Importantly, the field (ℱ) is not abstract. It is biologically grounded in the vestibular system—the organ Truslit (1938 – see Repp, 1993 for English translation), identified as the transducer of musical/affective motion. Resonance is therefore theorized to draw from a physical process: the vestibulum detects waveform curvature in another's voice, breath, or gesture; this detection triggers subtle muscular adjustments (diaphragm, latissimus dorsi, postural tone); those adjustments reshape our own output in real time.
The field behaves like a responsive membrane: a nonlinear, history-sensitive substrate that retains traces of prior perturbation. New signals do not overwrite what came before; they enter a surface already shaped by memory, expectation, and affective charge. Communication therefore carries symbolic content, and accumulated relational tension.
We visualize this membrane not as a rigid wall, but as a dynamic interface between self, other, and prior signal history. The central region of the field organizes incoming perturbations, while the membrane boundary modulates how signals are admitted, amplified, deflected, or distorted. In this sense, resonance is neither purely internal nor purely external. It emerges from the ongoing interaction between central organization and boundary responsiveness.
Figure 1 illustrates four potential signal paths through the resonant membrane. Incoming signals do not enter a neutral field; they encounter a history-sensitive boundary shaped by prior perturbation, memory, and affective charge. An affiliative or well-timed signal may follow an integrated path, passing through the membrane and organizing toward the central resonant region, where it can be incorporated into the ongoing communicative field and expressed outward in coherent form.
Figure 1. Resonant Membrane and Temporal Surface Tension

Other signals may become attenuated, entering only partially and losing force as they pass through regions of resistance or uncertainty. Under conditions of prior injury, mismatch, or heightened defensiveness, signals may be diverted along a distorted path, where meaning is bent by the field’s existing tensions before full integration can occur.
Finally, threat-laden or destabilizing input may produce a rupture path, in which the boundary reacts protectively and the signal is fragmented, repelled, or expelled rather than metabolized. In this way, the membrane is not a passive wall but an active, selective interface: it filters, redirects, and reshapes incoming energy according to the current state of the field and the traces left by prior encounters.
The membrane thus governs more than entry. By filtering, redirecting, or distorting incoming perturbation, it helps determine the form that signal can take once it enters ℱ. Boundary conditions do not merely regulate access to the field; they participate in shaping its subsequent emotional geometry. Within the field, these organized perturbations become legible as directional states, distributed across two coupled manifolds that orient the system toward bonding or toward boundary.

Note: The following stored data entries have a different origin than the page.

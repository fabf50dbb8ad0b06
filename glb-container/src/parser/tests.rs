//! Tests for the parser module

#[cfg(test)]
mod tests {
    use crate::container::ChunkKind;
    use crate::error::GlbIssueKind;
    use crate::parser::{is_glb, parse_glb};

    const JSON: &[u8] = br#"{"asset":{"version":"2.0"}} "#;

    fn chunk(tag: &[u8; 4], payload: &[u8]) -> Vec<u8> {
        let mut out = Vec::with_capacity(8 + payload.len());
        out.extend_from_slice(&(payload.len() as u32).to_le_bytes());
        out.extend_from_slice(tag);
        out.extend_from_slice(payload);
        out
    }

    fn container(version: u32, body: &[u8]) -> Vec<u8> {
        let mut out = Vec::with_capacity(12 + body.len());
        out.extend_from_slice(b"glTF");
        out.extend_from_slice(&version.to_le_bytes());
        out.extend_from_slice(&((12 + body.len()) as u32).to_le_bytes());
        out.extend_from_slice(body);
        out
    }

    fn set_declared_length(data: &mut [u8], length: u32) {
        data[8..12].copy_from_slice(&length.to_le_bytes());
    }

    fn kinds(diagnostics: &[crate::GlbDiagnostic]) -> Vec<GlbIssueKind> {
        diagnostics.iter().map(|d| d.kind).collect()
    }

    #[test]
    fn test_parse_json_and_bin() {
        let mut body = chunk(b"JSON", JSON);
        body.extend(chunk(b"BIN\0", &[1, 2, 3, 4]));
        let data = container(2, &body);

        let glb = parse_glb(&data).expect("valid container");
        assert_eq!(glb.header.version, 2);
        assert_eq!(glb.header.length as usize, data.len());
        assert_eq!(glb.chunks.len(), 2);
        assert_eq!(glb.json(), Some(JSON));
        assert_eq!(glb.bin(), Some(&[1u8, 2, 3, 4][..]));
        assert!(glb.diagnostics.is_empty());
    }

    #[test]
    fn test_truncated_header_reports_available_bytes() {
        for len in 0..12 {
            let data = vec![0u8; len];
            let err = parse_glb(&data).unwrap_err();
            assert_eq!(err.diagnostics().len(), 1);
            let fatal = err.fatal().unwrap();
            assert_eq!(fatal.kind, GlbIssueKind::UnexpectedEndOfHeader);
            assert_eq!(fatal.offset, len);
            assert!(fatal.message.contains(&format!("{len} bytes available")));
        }
    }

    #[test]
    fn test_invalid_magic_single_error_at_zero() {
        let mut data = container(2, &chunk(b"JSON", JSON));
        data[3] = b'X';
        let err = parse_glb(&data).unwrap_err();
        assert_eq!(kinds(err.diagnostics()), vec![GlbIssueKind::InvalidMagic]);
        assert_eq!(err.diagnostics()[0].offset, 0);
    }

    #[test]
    fn test_invalid_version_single_error_at_four() {
        let data = container(1, &chunk(b"JSON", JSON));
        let err = parse_glb(&data).unwrap_err();
        assert_eq!(kinds(err.diagnostics()), vec![GlbIssueKind::InvalidVersion]);
        assert_eq!(err.diagnostics()[0].offset, 4);
    }

    #[test]
    fn test_declared_length_larger_is_fatal() {
        let mut data = container(2, &chunk(b"JSON", JSON));
        let len = data.len() as u32;
        set_declared_length(&mut data, len + 4);
        let err = parse_glb(&data).unwrap_err();
        assert_eq!(
            err.fatal().map(|d| d.kind),
            Some(GlbIssueKind::LengthMismatch)
        );
    }

    #[test]
    fn test_trailing_data_is_warning() {
        let mut data = container(2, &chunk(b"JSON", JSON));
        data.extend_from_slice(&[0xAA; 8]);

        let glb = parse_glb(&data).expect("trailing data is tolerated");
        assert_eq!(kinds(&glb.diagnostics), vec![GlbIssueKind::ExtraData]);
        assert!(glb.diagnostics[0].kind.is_warning());
        assert_eq!(glb.diagnostics[0].offset, data.len() - 8);
        assert_eq!(glb.chunks.len(), 1);
    }

    #[test]
    fn test_declared_length_too_small_is_fatal() {
        let mut data = container(2, &chunk(b"JSON", JSON));
        set_declared_length(&mut data, 14);
        let err = parse_glb(&data).unwrap_err();
        assert_eq!(
            err.fatal().map(|d| d.kind),
            Some(GlbIssueKind::LengthTooSmall)
        );
    }

    #[test]
    fn test_unaligned_chunk_length_is_fatal() {
        let mut data = container(2, &chunk(b"JSON", b"{}  "));
        data.extend_from_slice(&[0u8; 4]);
        let len = data.len() as u32;
        set_declared_length(&mut data, len);
        // Overwrite the chunk length with 3
        data[12..16].copy_from_slice(&3u32.to_le_bytes());

        let err = parse_glb(&data).unwrap_err();
        let fatal = err.fatal().unwrap();
        assert_eq!(fatal.kind, GlbIssueKind::ChunkLengthUnaligned);
        assert_eq!(fatal.offset, 12);
    }

    #[test]
    fn test_fatal_error_keeps_earlier_diagnostics() {
        // Unknown chunk first, then an unaligned chunk
        let mut body = chunk(b"XTRA", &[0u8; 4]);
        let mut bad = chunk(b"JSON", b"{}  ");
        bad[0..4].copy_from_slice(&2u32.to_le_bytes());
        body.extend(bad);
        let data = container(2, &body);

        let err = parse_glb(&data).unwrap_err();
        assert_eq!(
            kinds(err.diagnostics()),
            vec![
                GlbIssueKind::UnknownChunkType,
                GlbIssueKind::UnexpectedFirstChunk,
                GlbIssueKind::ChunkLengthUnaligned,
            ]
        );
    }

    #[test]
    fn test_empty_chunks() {
        let mut body = chunk(b"JSON", b"");
        body.extend(chunk(b"BIN\0", b""));
        let data = container(2, &body);

        let glb = parse_glb(&data).expect("empty chunks are not fatal");
        assert_eq!(
            kinds(&glb.diagnostics),
            vec![GlbIssueKind::EmptyChunk, GlbIssueKind::EmptyBinChunk]
        );
        assert!(!glb.diagnostics[0].kind.is_warning());
        assert!(glb.diagnostics[1].kind.is_warning());
    }

    #[test]
    fn test_chunk_too_big_takes_available_data() {
        let mut body = chunk(b"JSON", JSON);
        body.extend(chunk(b"BIN\0", &[9u8; 8]));
        let mut data = container(2, &body);
        let bin_header = 12 + 8 + JSON.len();
        data[bin_header..bin_header + 4].copy_from_slice(&64u32.to_le_bytes());

        let glb = parse_glb(&data).expect("oversized chunk is not fatal");
        assert_eq!(kinds(&glb.diagnostics), vec![GlbIssueKind::ChunkTooBig]);
        assert_eq!(glb.diagnostics[0].offset, bin_header);
        let bin = glb.bin_chunk().unwrap();
        assert_eq!(bin.declared_length, 64);
        assert_eq!(bin.data.len(), 8);
    }

    #[test]
    fn test_duplicate_json_chunk() {
        let mut body = chunk(b"JSON", JSON);
        body.extend(chunk(b"JSON", b"{}  "));
        let data = container(2, &body);

        let glb = parse_glb(&data).unwrap();
        assert_eq!(kinds(&glb.diagnostics), vec![GlbIssueKind::DuplicateChunk]);
        assert_eq!(glb.json(), Some(JSON));
    }

    #[test]
    fn test_bin_chunk_first() {
        let mut body = chunk(b"BIN\0", &[0u8; 4]);
        body.extend(chunk(b"JSON", JSON));
        let data = container(2, &body);

        let glb = parse_glb(&data).unwrap();
        assert_eq!(
            kinds(&glb.diagnostics),
            vec![GlbIssueKind::UnexpectedFirstChunk]
        );
        assert_eq!(glb.chunks[0].kind, ChunkKind::Bin);
    }

    #[test]
    fn test_bin_chunk_not_second() {
        let mut body = chunk(b"JSON", JSON);
        body.extend(chunk(b"XTRA", &[0u8; 4]));
        body.extend(chunk(b"BIN\0", &[0u8; 4]));
        let data = container(2, &body);

        let glb = parse_glb(&data).unwrap();
        assert_eq!(
            kinds(&glb.diagnostics),
            vec![
                GlbIssueKind::UnknownChunkType,
                GlbIssueKind::UnexpectedBinChunk
            ]
        );
    }

    #[test]
    fn test_truncated_chunk_header() {
        let mut body = chunk(b"JSON", JSON);
        body.extend_from_slice(&[0u8; 4]);
        let data = container(2, &body);

        let glb = parse_glb(&data).unwrap();
        assert_eq!(
            kinds(&glb.diagnostics),
            vec![GlbIssueKind::UnexpectedEndOfChunkHeader]
        );
        assert_eq!(glb.diagnostics[0].offset, 12 + 8 + JSON.len());
    }

    #[test]
    fn test_missing_json_chunk_is_fatal() {
        let data = container(2, &[]);
        let err = parse_glb(&data).unwrap_err();
        assert_eq!(
            err.fatal().map(|d| d.kind),
            Some(GlbIssueKind::MissingJsonChunk)
        );
    }

    #[test]
    fn test_is_glb() {
        assert!(is_glb(b"glTF\x02\x00\x00\x00"));
        assert!(!is_glb(b"{\"asset\":{}}"));
        assert!(!is_glb(b"gl"));
    }
}
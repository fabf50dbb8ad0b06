//! Materials and texture bindings

use super::{Context, resolve};
use crate::issue::{IssueCode, IssueSink};
use crate::reader::{Index, ObjectKind, ObjectReader};

/// A `textureInfo` object: texture reference plus UV set
#[derive(Debug, Clone, Default, PartialEq)]
pub struct TextureInfo {
    pub index: Option<Index>,
    pub tex_coord: u64,
    /// Pointer of the textureInfo object
    pub pointer: String,
}

impl TextureInfo {
    /// Read a textureInfo property of the given kind
    ///
    /// Normal and occlusion textures carry one extra scalar each.
    pub fn read(r: &mut ObjectReader<'_, '_, '_>, key: &'static str, kind: ObjectKind) -> Option<Self> {
        r.child(key, kind, |t| {
            let index = t.required_index("index");
            let tex_coord = t.uint("texCoord").unwrap_or(0);
            match kind {
                ObjectKind::NormalTextureInfo => {
                    t.float("scale");
                }
                ObjectKind::OcclusionTextureInfo => {
                    t.float_in("strength", 0.0..=1.0);
                }
                _ => {}
            }
            TextureInfo {
                index,
                tex_coord,
                pointer: t.pointer().to_string(),
            }
        })
    }
}

#[derive(Debug, Clone, Copy, Default, PartialEq, Eq)]
pub enum AlphaMode {
    #[default]
    Opaque,
    Mask,
    Blend,
}

#[derive(Debug, Clone, Default, PartialEq)]
pub struct PbrMetallicRoughness {
    pub base_color_factor: Option<Vec<f64>>,
    pub base_color_texture: Option<TextureInfo>,
    pub metallic_factor: Option<f64>,
    pub roughness_factor: Option<f64>,
    pub metallic_roughness_texture: Option<TextureInfo>,
}

#[derive(Debug, Clone, Default, PartialEq)]
pub struct Material {
    pub pbr_metallic_roughness: Option<PbrMetallicRoughness>,
    pub normal_texture: Option<TextureInfo>,
    pub occlusion_texture: Option<TextureInfo>,
    pub emissive_texture: Option<TextureInfo>,
    pub emissive_factor: Option<Vec<f64>>,
    pub alpha_mode: AlphaMode,
    pub alpha_cutoff: Option<f64>,
    pub double_sided: bool,
}

impl Material {
    pub fn read(r: &mut ObjectReader<'_, '_, '_>) -> Self {
        r.name();
        let pbr_metallic_roughness = r.child(
            "pbrMetallicRoughness",
            ObjectKind::MaterialPbrMetallicRoughness,
            |p| PbrMetallicRoughness {
                base_color_factor: p.float_array("baseColorFactor", &[4], 0.0..=1.0),
                base_color_texture: TextureInfo::read(p, "baseColorTexture", ObjectKind::TextureInfo),
                metallic_factor: p.float_in("metallicFactor", 0.0..=1.0),
                roughness_factor: p.float_in("roughnessFactor", 0.0..=1.0),
                metallic_roughness_texture: TextureInfo::read(
                    p,
                    "metallicRoughnessTexture",
                    ObjectKind::TextureInfo,
                ),
            },
        );
        let normal_texture = TextureInfo::read(r, "normalTexture", ObjectKind::NormalTextureInfo);
        let occlusion_texture = TextureInfo::read(r, "occlusionTexture", ObjectKind::OcclusionTextureInfo);
        let emissive_texture = TextureInfo::read(r, "emissiveTexture", ObjectKind::TextureInfo);
        let emissive_factor = r.float_array("emissiveFactor", &[3], 0.0..=1.0);
        let alpha_mode = match r.enum_string("alphaMode", &["OPAQUE", "MASK", "BLEND"]) {
            Some("MASK") => AlphaMode::Mask,
            Some("BLEND") => AlphaMode::Blend,
            _ => AlphaMode::Opaque,
        };
        let alpha_cutoff = r.float_in("alphaCutoff", 0.0..);
        let double_sided = r.bool("doubleSided").unwrap_or(false);

        Self {
            pbr_metallic_roughness,
            normal_texture,
            occlusion_texture,
            emissive_texture,
            emissive_factor,
            alpha_mode,
            alpha_cutoff,
            double_sided,
        }
    }

    /// Core texture bindings in declaration order
    pub fn textures(&self) -> impl Iterator<Item = &TextureInfo> {
        let pbr = self.pbr_metallic_roughness.as_ref();
        [
            pbr.and_then(|p| p.base_color_texture.as_ref()),
            pbr.and_then(|p| p.metallic_roughness_texture.as_ref()),
            self.normal_texture.as_ref(),
            self.occlusion_texture.as_ref(),
            self.emissive_texture.as_ref(),
        ]
        .into_iter()
        .flatten()
    }

    /// Emissive factor is absent or all zeros
    pub fn emissive_is_black(&self) -> bool {
        self.emissive_factor
            .as_ref()
            .is_none_or(|factor| factor.iter().all(|&c| c == 0.0))
    }

    pub fn validate(&self, index: usize, cx: &Context<'_>, sink: &mut IssueSink<'_>) {
        if self.alpha_cutoff.is_some() && self.alpha_mode != AlphaMode::Mask {
            sink.add(
                IssueCode::MaterialAlphaCutoffInvalidMode,
                format!("/materials/{index}/alphaCutoff"),
                "Alpha cutoff is supported only for 'MASK' alpha mode.",
            );
        }
        for info in self.textures() {
            if let Some(texture) = info.index {
                resolve(sink, texture, cx.doc.textures.len(), format!("{}/index", info.pointer));
            }
        }
    }
}
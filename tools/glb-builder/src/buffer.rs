//! Low-level buffer packing with automatic alignment and accessor creation

use crate::component;
use crate::target;
use crate::utils::{align_buffer, compute_bounds};
use serde_json::{Map, Value, json};

/// Accessor index returned by buffer operations
#[derive(Debug, Clone, Copy, PartialEq, Eq)]
pub struct AccessorIndex(pub u32);

impl AccessorIndex {
    pub fn as_json_index(&self) -> Value {
        Value::from(self.0)
    }
}

/// Builder for binary buffer with automatic alignment
///
/// Every view refers to buffer 0. Views and accessors are plain JSON
/// objects so tests can corrupt them before building the document.
pub struct BufferBuilder {
    buffer: Vec<u8>,
    views: Vec<Value>,
    accessors: Vec<Value>,
}

impl BufferBuilder {
    /// Create a new empty buffer builder
    pub fn new() -> Self {
        Self {
            buffer: Vec::new(),
            views: Vec::new(),
            accessors: Vec::new(),
        }
    }

    /// Get the current accessor count
    pub fn accessor_count(&self) -> u32 {
        self.accessors.len() as u32
    }

    /// Get next accessor index (without creating it)
    pub fn next_accessor_index(&self) -> AccessorIndex {
        AccessorIndex(self.accessor_count())
    }

    /// Get the binary buffer data
    pub fn data(&self) -> &[u8] {
        &self.buffer
    }

    /// Mutable access to the binary data, for corrupting packed values
    pub fn data_mut(&mut self) -> &mut Vec<u8> {
        &mut self.buffer
    }

    /// Get the buffer views
    pub fn views(&self) -> &[Value] {
        &self.views
    }

    /// Get the accessors
    pub fn accessors(&self) -> &[Value] {
        &self.accessors
    }

    /// Mutable access to one accessor object
    pub fn accessor_mut(&mut self, index: AccessorIndex) -> &mut Value {
        &mut self.accessors[index.0 as usize]
    }

    /// Mutable access to one buffer view object
    pub fn view_mut(&mut self, index: u32) -> &mut Value {
        &mut self.views[index as usize]
    }

    /// Append raw bytes as a new buffer view, returning the view index
    pub fn push_view(&mut self, bytes: &[u8], target: Option<u32>, byte_stride: Option<u32>) -> u32 {
        let offset = self.buffer.len();
        self.buffer.extend_from_slice(bytes);
        align_buffer(&mut self.buffer);

        let mut view = Map::new();
        view.insert("buffer".into(), json!(0));
        view.insert("byteOffset".into(), json!(offset));
        view.insert("byteLength".into(), json!(bytes.len()));
        if let Some(stride) = byte_stride {
            view.insert("byteStride".into(), json!(stride));
        }
        if let Some(target) = target {
            view.insert("target".into(), json!(target));
        }
        self.views.push(Value::Object(view));
        self.views.len() as u32 - 1
    }

    /// Append an accessor object verbatim
    pub fn push_accessor(&mut self, accessor: Value) -> AccessorIndex {
        self.accessors.push(accessor);
        AccessorIndex(self.accessors.len() as u32 - 1)
    }

    /// Pack float elements into their own view and describe them with an accessor
    pub fn pack_floats<const N: usize>(
        &mut self,
        data: &[[f32; N]],
        type_: &str,
        target: Option<u32>,
        with_bounds: bool,
    ) -> AccessorIndex {
        let view = self.push_view(bytemuck::cast_slice(data.as_flattened()), target, None);

        let mut accessor = json!({
            "bufferView": view,
            "componentType": component::FLOAT,
            "count": data.len(),
            "type": type_,
        });
        if with_bounds {
            let mut min = [f32::INFINITY; N];
            let mut max = [f32::NEG_INFINITY; N];
            for element in data {
                for i in 0..N {
                    min[i] = min[i].min(element[i]);
                    max[i] = max[i].max(element[i]);
                }
            }
            accessor["min"] = json!(min.to_vec());
            accessor["max"] = json!(max.to_vec());
        }
        self.push_accessor(accessor)
    }

    /// Pack Vec3 positions with bounds calculation
    pub fn pack_positions(&mut self, positions: &[[f32; 3]]) -> AccessorIndex {
        let view = self.push_view(
            bytemuck::cast_slice(positions),
            Some(target::ARRAY_BUFFER),
            None,
        );
        let (min, max) = compute_bounds(positions);
        self.push_accessor(json!({
            "bufferView": view,
            "componentType": component::FLOAT,
            "count": positions.len(),
            "type": "VEC3",
            "min": min,
            "max": max,
        }))
    }

    /// Pack Vec3 vertex data (normals, etc.)
    pub fn pack_vec3(&mut self, data: &[[f32; 3]]) -> AccessorIndex {
        self.pack_floats(data, "VEC3", Some(target::ARRAY_BUFFER), false)
    }

    /// Pack Vec2 vertex data (UVs)
    pub fn pack_vec2(&mut self, data: &[[f32; 2]]) -> AccessorIndex {
        self.pack_floats(data, "VEC2", Some(target::ARRAY_BUFFER), false)
    }

    /// Pack Vec4 vertex data (colors, weights, tangents)
    pub fn pack_vec4(&mut self, data: &[[f32; 4]]) -> AccessorIndex {
        self.pack_floats(data, "VEC4", Some(target::ARRAY_BUFFER), false)
    }

    /// Pack joint indices as UNSIGNED_BYTE VEC4
    pub fn pack_joints(&mut self, joints: &[[u8; 4]]) -> AccessorIndex {
        let view = self.push_view(
            bytemuck::cast_slice(joints),
            Some(target::ARRAY_BUFFER),
            None,
        );
        self.push_accessor(json!({
            "bufferView": view,
            "componentType": component::UNSIGNED_BYTE,
            "count": joints.len(),
            "type": "VEC4",
        }))
    }

    /// Pack u16 indices
    pub fn pack_indices_u16(&mut self, indices: &[u16]) -> AccessorIndex {
        let view = self.push_view(
            bytemuck::cast_slice(indices),
            Some(target::ELEMENT_ARRAY_BUFFER),
            None,
        );
        self.push_accessor(json!({
            "bufferView": view,
            "componentType": component::UNSIGNED_SHORT,
            "count": indices.len(),
            "type": "SCALAR",
        }))
    }

    /// Pack Mat4 inverse bind matrices (column-major)
    pub fn pack_mat4(&mut self, matrices: &[[f32; 16]]) -> AccessorIndex {
        self.pack_floats(matrices, "MAT4", None, false)
    }

    /// Pack untargeted Vec3 animation output
    pub fn pack_vec3_output(&mut self, data: &[[f32; 3]]) -> AccessorIndex {
        self.pack_floats(data, "VEC3", None, false)
    }

    /// Pack untargeted Vec4 animation output
    pub fn pack_vec4_output(&mut self, data: &[[f32; 4]]) -> AccessorIndex {
        self.pack_floats(data, "VEC4", None, false)
    }

    /// Pack scalar f32 values with min/max bounds (keyframe times)
    pub fn pack_scalars_with_bounds(&mut self, scalars: &[f32]) -> AccessorIndex {
        let wrapped: Vec<[f32; 1]> = scalars.iter().map(|&s| [s]).collect();
        self.pack_floats(&wrapped, "SCALAR", None, true)
    }
}

impl Default for BufferBuilder {
    fn default() -> Self {
        Self::new()
    }
}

Within ℱ, we examine sixteen core emotions as vector states distributed across two coupled manifolds. Utilizing the Sentic Wave Interaction Model (Miller et al., 2025), we consider emotion communication as a recursive, time-extended process within an already-active somatic field, rather than as a discrete event triggered by a stimulus. The manifolds shape how communication flows:
The attractor spire (interest → curiosity → affection → hope → joy → grief → love → reverence) is characterized by low α (minimal shear), stronger k coherence, and rim-intact bloom signatures: waveforms that gather, encompass, and sustain relational continuity.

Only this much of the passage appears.